What you have to do :: Here is the listing. Report each line in it that contains the string "ObjectPatternProp".

Records for this exercise ::
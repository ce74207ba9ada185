//! 抽象構文木（AST）
//!
//! 目的:
//! - 構文解析結果をツリー評価器とバイトコード変換の両方で共用できる表現に落とし込む。
//!
//! 設計ノート:
//! - 関数定義は `Rc` で共有し、クロージャ生成のたびに複製しない。
//! - 分割代入の左辺は `Pattern` に正規化する（代入式の左辺も同様）。
//! - `--dump-ast` のため全ノードが `Serialize` を実装する。

use std::rc::Rc;

use serde::Serialize;

#[derive(Clone, Debug, Serialize)]
pub struct Program {
    pub body: Vec<Stmt>,
    pub is_module: bool,
}

#[derive(Clone, Copy, Debug, PartialEq, Eq, Serialize)]
pub enum VarKind {
    Var,
    Let,
    Const,
}

#[derive(Clone, Debug, Serialize)]
pub struct VarDeclarator {
    pub target: Pattern,
    pub init: Option<Expr>,
}

#[derive(Clone, Debug, Serialize)]
pub enum ForInit {
    Var {
        kind: VarKind,
        decls: Vec<VarDeclarator>,
    },
    Expr(Expr),
}

/// `for (x of ...)` / `for (const x in ...)` の左辺。
#[derive(Clone, Debug, Serialize)]
pub enum ForHead {
    Var { kind: VarKind, target: Pattern },
    Target(Pattern),
}

#[derive(Clone, Debug, Serialize)]
pub struct SwitchCase {
    pub test: Option<Expr>,
    pub body: Vec<Stmt>,
}

#[derive(Clone, Debug, Serialize)]
pub struct CatchClause {
    pub param: Option<Pattern>,
    pub body: Vec<Stmt>,
}

#[derive(Clone, Debug, Serialize)]
pub enum Stmt {
    Var {
        kind: VarKind,
        decls: Vec<VarDeclarator>,
    },
    Function(Rc<FunctionDef>),
    Return(Option<Expr>),
    If {
        test: Expr,
        consequent: Box<Stmt>,
        alternate: Option<Box<Stmt>>,
    },
    While {
        test: Expr,
        body: Box<Stmt>,
    },
    DoWhile {
        body: Box<Stmt>,
        test: Expr,
    },
    For {
        init: Option<ForInit>,
        test: Option<Expr>,
        update: Option<Expr>,
        body: Box<Stmt>,
    },
    ForIn {
        head: ForHead,
        object: Expr,
        body: Box<Stmt>,
    },
    ForOf {
        head: ForHead,
        iterable: Expr,
        body: Box<Stmt>,
    },
    Break(Option<String>),
    Continue(Option<String>),
    Labeled {
        label: String,
        body: Box<Stmt>,
    },
    Switch {
        discriminant: Expr,
        cases: Vec<SwitchCase>,
    },
    Throw(Expr),
    Try {
        block: Vec<Stmt>,
        handler: Option<CatchClause>,
        finalizer: Option<Vec<Stmt>>,
    },
    Block(Vec<Stmt>),
    Empty,
    Debugger,
    Expr(Expr),
    Import {
        bindings: Vec<String>,
        source: String,
    },
    Export(Box<Stmt>),
}

#[derive(Clone, Copy, Debug, PartialEq, Eq, Serialize)]
pub enum FunctionFlavor {
    Normal,
    Generator,
    Async,
    AsyncGenerator,
}

#[derive(Clone, Debug, Serialize)]
pub struct Param {
    pub target: Pattern,
    pub default: Option<Expr>,
    pub rest: bool,
}

#[derive(Clone, Debug, Serialize)]
pub enum FunctionBody {
    Block(Vec<Stmt>),
    /// 式本体のアロー関数。
    Expr(Box<Expr>),
}

#[derive(Clone, Debug, Serialize)]
pub struct FunctionDef {
    pub name: Option<String>,
    pub params: Vec<Param>,
    pub body: FunctionBody,
    pub flavor: FunctionFlavor,
    pub is_arrow: bool,
}

#[derive(Clone, Debug, Serialize)]
pub enum PropKey {
    Name(String),
    Computed(Box<Expr>),
}

#[derive(Clone, Debug, Serialize)]
pub enum PropDef {
    KeyValue(PropKey, Expr),
    Shorthand(String),
    Method(PropKey, Rc<FunctionDef>),
    Getter(PropKey, Rc<FunctionDef>),
    Setter(PropKey, Rc<FunctionDef>),
    Spread(Expr),
}

#[derive(Clone, Debug, Serialize)]
pub enum ArrayElement {
    Hole,
    Item(Expr),
    Spread(Expr),
}

#[derive(Clone, Debug, Serialize)]
pub enum Argument {
    Item(Expr),
    Spread(Expr),
}

#[derive(Clone, Debug, Serialize)]
pub enum MemberProp {
    Name(String),
    Computed(Box<Expr>),
}

#[derive(Clone, Debug, Serialize)]
pub struct PatternElement {
    pub target: Pattern,
    pub default: Option<Expr>,
}

#[derive(Clone, Debug, Serialize)]
pub struct ObjectPatternProp {
    pub key: PropKey,
    pub target: Pattern,
    pub default: Option<Expr>,
}

/// 束縛・代入の左辺。
#[derive(Clone, Debug, Serialize)]
pub enum Pattern {
    Ident(String),
    /// `a.b = ...` のような代入先（宣言には現れない）。
    Member(Box<Expr>),
    Object {
        props: Vec<ObjectPatternProp>,
        rest: Option<Box<Pattern>>,
    },
    Array {
        elements: Vec<Option<PatternElement>>,
        rest: Option<Box<Pattern>>,
    },
}

impl Pattern {
    /// パターンが導入する束縛名を出現順に集める。
    pub fn bound_names(&self, out: &mut Vec<String>) {
        match self {
            Pattern::Ident(name) => out.push(name.clone()),
            Pattern::Member(_) => {}
            Pattern::Object { props, rest } => {
                for prop in props {
                    prop.target.bound_names(out);
                }
                if let Some(rest) = rest {
                    rest.bound_names(out);
                }
            }
            Pattern::Array { elements, rest } => {
                for element in elements.iter().flatten() {
                    element.target.bound_names(out);
                }
                if let Some(rest) = rest {
                    rest.bound_names(out);
                }
            }
        }
    }
}

#[derive(Clone, Copy, Debug, PartialEq, Eq, Serialize)]
pub enum UnaryOp {
    Not,
    Minus,
    Plus,
    BitNot,
    Typeof,
    Void,
    Delete,
}

#[derive(Clone, Copy, Debug, PartialEq, Eq, Serialize)]
pub enum UpdateOp {
    Increment,
    Decrement,
}

#[derive(Clone, Copy, Debug, PartialEq, Eq, Serialize)]
pub enum BinaryOp {
    Add,
    Sub,
    Mul,
    Div,
    Mod,
    Exp,
    Eq,
    NotEq,
    StrictEq,
    StrictNotEq,
    Lt,
    LtEq,
    Gt,
    GtEq,
    BitAnd,
    BitOr,
    BitXor,
    Shl,
    Shr,
    UShr,
    In,
    Instanceof,
}

impl BinaryOp {
    pub fn symbol(self) -> &'static str {
        match self {
            BinaryOp::Add => "+",
            BinaryOp::Sub => "-",
            BinaryOp::Mul => "*",
            BinaryOp::Div => "/",
            BinaryOp::Mod => "%",
            BinaryOp::Exp => "**",
            BinaryOp::Eq => "==",
            BinaryOp::NotEq => "!=",
            BinaryOp::StrictEq => "===",
            BinaryOp::StrictNotEq => "!==",
            BinaryOp::Lt => "<",
            BinaryOp::LtEq => "<=",
            BinaryOp::Gt => ">",
            BinaryOp::GtEq => ">=",
            BinaryOp::BitAnd => "&",
            BinaryOp::BitOr => "|",
            BinaryOp::BitXor => "^",
            BinaryOp::Shl => "<<",
            BinaryOp::Shr => ">>",
            BinaryOp::UShr => ">>>",
            BinaryOp::In => "in",
            BinaryOp::Instanceof => "instanceof",
        }
    }
}

#[derive(Clone, Copy, Debug, PartialEq, Eq, Serialize)]
pub enum LogicalOp {
    And,
    Or,
    Nullish,
}

#[derive(Clone, Copy, Debug, PartialEq, Eq, Serialize)]
pub enum AssignOp {
    Assign,
    /// `+=` などの複合代入。
    Compound(BinaryOp),
    /// `&&=` などの論理代入。
    Logical(LogicalOp),
}

// 式ノード
#[derive(Clone, Debug, Serialize)]
pub enum Expr {
    Number(f64),
    BigInt(String),
    String(String),
    Template {
        quasis: Vec<String>,
        exprs: Vec<Expr>,
    },
    Regex {
        pattern: String,
        flags: String,
    },
    Bool(bool),
    Null,
    Ident(String),
    This,
    Array(Vec<ArrayElement>),
    Object(Vec<PropDef>),
    Function(Rc<FunctionDef>),
    Member {
        object: Box<Expr>,
        property: MemberProp,
        optional: bool,
    },
    Call {
        callee: Box<Expr>,
        args: Vec<Argument>,
        optional: bool,
    },
    /// `?.` を含む連鎖全体。途中で短絡すれば `undefined`。
    OptionalChain(Box<Expr>),
    New {
        callee: Box<Expr>,
        args: Vec<Argument>,
    },
    Unary {
        op: UnaryOp,
        arg: Box<Expr>,
    },
    Update {
        op: UpdateOp,
        prefix: bool,
        target: Box<Expr>,
    },
    Binary {
        op: BinaryOp,
        left: Box<Expr>,
        right: Box<Expr>,
    },
    Logical {
        op: LogicalOp,
        left: Box<Expr>,
        right: Box<Expr>,
    },
    Conditional {
        test: Box<Expr>,
        consequent: Box<Expr>,
        alternate: Box<Expr>,
    },
    Assign {
        op: AssignOp,
        target: Box<Pattern>,
        value: Box<Expr>,
    },
    Sequence(Vec<Expr>),
    Await(Box<Expr>),
    Yield {
        arg: Option<Box<Expr>>,
        delegate: bool,
    },
}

Answer for the task ::
pub struct ObjectPatternProp {
        props: Vec<ObjectPatternProp>,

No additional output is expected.